- Opening Delimiter -
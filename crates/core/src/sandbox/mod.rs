//! Sandboxed execution of untrusted candidate code.
//!
//! Candidates never run in-process. Each run is a short-lived child process
//! that receives one JSON invocation on stdin and answers with one tagged
//! JSON line on stdout. Runs happen in two phases so that interpreter start-up
//! and code loading stay outside any energy window:
//!
//! 1. [`CandidateRunner::prepare`] spawns the child, applies resource limits,
//!    optionally pins it and waits until the candidate is loaded.
//! 2. [`PreparedRun::run_workload`] releases the child to run the workload
//!    and returns as soon as its reply line arrives.
//! 3. [`PreparedRun::finish`] reaps the child. Interpreter teardown happens
//!    here, after any energy window has closed.
//!
//! Wall-clock deadlines are enforced by the parent, never by a CPU-time
//! limit.

mod python;

use std::future::Future;
use std::time::Duration;

use serde::{Deserialize, Serialize};
use serde_json::Value;

use crate::isolation::IsolationError;
use crate::types::CpuId;

pub use python::{PythonSandbox, DEFAULT_PYTHON_BIN};

// ---------------------------------------------------------------------------
// Constants
// ---------------------------------------------------------------------------

/// Maximum stdout or stderr captured per stream (1 MiB).
pub const MAX_OUTPUT_BYTES: usize = 1024 * 1024;

/// Modules candidate code may import.
pub const ALLOWED_IMPORTS: &[&str] = &[
    "math",
    "collections",
    "itertools",
    "functools",
    "heapq",
    "bisect",
    "random",
    "typing",
    "string",
    "re",
    "operator",
    "fractions",
    "decimal",
    "statistics",
    "copy",
    "dataclasses",
    "array",
];

// ---------------------------------------------------------------------------
// Jobs and replies
// ---------------------------------------------------------------------------

#[derive(Debug, Clone, Copy, PartialEq, Eq, Serialize, Deserialize)]
#[serde(rename_all = "snake_case")]
pub enum RunMode {
    /// Load the source and resolve the function, run nothing.
    Check,
    /// Load, then run the call list once released.
    Run,
}

/// Everything a runner needs for one child process.
#[derive(Debug, Clone)]
pub struct RunJob {
    pub mode: RunMode,
    pub source: String,
    pub function_name: String,
    /// Positional argument lists, applied as `f(*args)`.
    pub calls: Vec<Vec<Value>>,
    /// Wall-clock deadline for the whole child lifetime.
    pub timeout: Duration,
    pub memory_limit_mb: u64,
    /// Repeat the call list until this much wall time has elapsed.
    pub min_wall_seconds: f64,
    /// Return the outputs of the first pass over `calls`.
    pub return_outputs: bool,
    /// Pin the child to this core right after spawn.
    pub pin_core: Option<CpuId>,
}

impl RunJob {
    pub fn check(
        source: impl Into<String>,
        function_name: impl Into<String>,
        timeout: Duration,
        memory_limit_mb: u64,
    ) -> Self {
        Self {
            mode: RunMode::Check,
            source: source.into(),
            function_name: function_name.into(),
            calls: Vec::new(),
            timeout,
            memory_limit_mb,
            min_wall_seconds: 0.0,
            return_outputs: false,
            pin_core: None,
        }
    }

    pub fn run(
        source: impl Into<String>,
        function_name: impl Into<String>,
        calls: Vec<Vec<Value>>,
        timeout: Duration,
        memory_limit_mb: u64,
    ) -> Self {
        Self {
            mode: RunMode::Run,
            source: source.into(),
            function_name: function_name.into(),
            calls,
            timeout,
            memory_limit_mb,
            min_wall_seconds: 0.0,
            return_outputs: true,
            pin_core: None,
        }
    }

    pub fn with_min_wall_seconds(mut self, seconds: f64) -> Self {
        self.min_wall_seconds = seconds;
        self
    }

    pub fn with_return_outputs(mut self, return_outputs: bool) -> Self {
        self.return_outputs = return_outputs;
        self
    }

    pub fn pinned_to(mut self, core: CpuId) -> Self {
        self.pin_core = Some(core);
        self
    }
}

/// Structured answer from the child.
#[derive(Debug, Clone, PartialEq, Serialize, Deserialize)]
#[serde(tag = "status", rename_all = "snake_case")]
pub enum HarnessReply {
    Ok {
        #[serde(default)]
        outputs: Option<Vec<Value>>,
        #[serde(default)]
        repeat_count: u64,
        #[serde(default)]
        wall_seconds: f64,
    },
    LoadError {
        message: String,
    },
    Exception {
        message: String,
        #[serde(default)]
        call_index: Option<usize>,
    },
    MemoryExceeded {
        message: String,
    },
}

impl HarnessReply {
    pub fn is_ok(&self) -> bool {
        matches!(self, Self::Ok { .. })
    }

    /// Short description for logs and trial failure messages.
    pub fn describe(&self) -> String {
        match self {
            Self::Ok { repeat_count, .. } => format!("ok ({repeat_count} passes)"),
            Self::LoadError { message } => format!("load error: {message}"),
            Self::Exception { message, .. } => format!("exception: {message}"),
            Self::MemoryExceeded { message } => format!("memory exceeded: {message}"),
        }
    }
}

// ---------------------------------------------------------------------------
// Errors
// ---------------------------------------------------------------------------

/// The child could not produce a structured reply.
#[derive(Debug, thiserror::Error)]
pub enum SandboxError {
    #[error("Candidate exceeded the wall-clock limit after {elapsed_ms} ms")]
    Timeout { elapsed_ms: u64 },

    #[error("Candidate process crashed (exit code {exit_code:?}, signal {signal:?}): {stderr}")]
    Crashed {
        exit_code: Option<i32>,
        signal: Option<i32>,
        stderr: String,
    },

    #[error("Malformed reply from sandbox: {0}")]
    Protocol(String),

    #[error("Failed to spawn sandbox interpreter: {0}")]
    Spawn(#[source] std::io::Error),

    #[error("Sandbox I/O error: {0}")]
    Io(#[from] std::io::Error),

    #[error(transparent)]
    Isolation(#[from] IsolationError),
}

impl SandboxError {
    /// Whether a crash report looks like the interpreter ran out of memory.
    pub fn is_memory_crash(&self) -> bool {
        matches!(self, Self::Crashed { stderr, .. } if stderr.contains("MemoryError"))
    }
}

// ---------------------------------------------------------------------------
// Runner traits
// ---------------------------------------------------------------------------

/// A spawned, loaded child waiting to be released.
pub trait PreparedRun: Send + Sized {
    /// Process id of the child, if it has not been reaped yet.
    fn pid(&self) -> Option<u32>;

    /// Release the child and wait for its reply. The child may still be
    /// shutting down when this resolves.
    fn run_workload(&mut self) -> impl Future<Output = Result<HarnessReply, SandboxError>> + Send;

    /// Wait for the child to exit.
    fn finish(self) -> impl Future<Output = Result<(), SandboxError>> + Send;

    /// [`run_workload`](Self::run_workload) then [`finish`](Self::finish).
    fn execute(mut self) -> impl Future<Output = Result<HarnessReply, SandboxError>> + Send {
        async move {
            let reply = self.run_workload().await?;
            self.finish().await?;
            Ok(reply)
        }
    }
}

/// Executes candidate code in an isolated child process.
pub trait CandidateRunner: Send + Sync {
    type Prepared: PreparedRun;

    /// Spawn and load. Load failures surface later from `run_workload` as replies.
    fn prepare(
        &self,
        job: RunJob,
    ) -> impl Future<Output = Result<Self::Prepared, SandboxError>> + Send;

    /// Prepare and execute in one step.
    fn run(&self, job: RunJob) -> impl Future<Output = Result<HarnessReply, SandboxError>> + Send {
        async move { self.prepare(job).await?.execute().await }
    }

    /// Compile the source and resolve the function without running it.
    fn check(
        &self,
        source: &str,
        function_name: &str,
        timeout: Duration,
        memory_limit_mb: u64,
    ) -> impl Future<Output = Result<HarnessReply, SandboxError>> + Send {
        self.run(RunJob::check(source, function_name, timeout, memory_limit_mb))
    }
}

// ---------------------------------------------------------------------------
// Tests
// ---------------------------------------------------------------------------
- Closing Delimiter -
### Work order:
Your output must be the lines of the material above, from the first through the line that contains "that interpreter start-up", copied exactly. Include both endpoints and nothing else.

### Answer space:
filename crates/core/src/sandbox/mod.rs
//! Sandboxed execution of untrusted candidate code.
//!
//! Candidates never run in-process. Each run is a short-lived child process
//! that receives one JSON invocation on stdin and answers with one tagged
//! JSON line on stdout. Runs happen in two phases so that interpreter start-up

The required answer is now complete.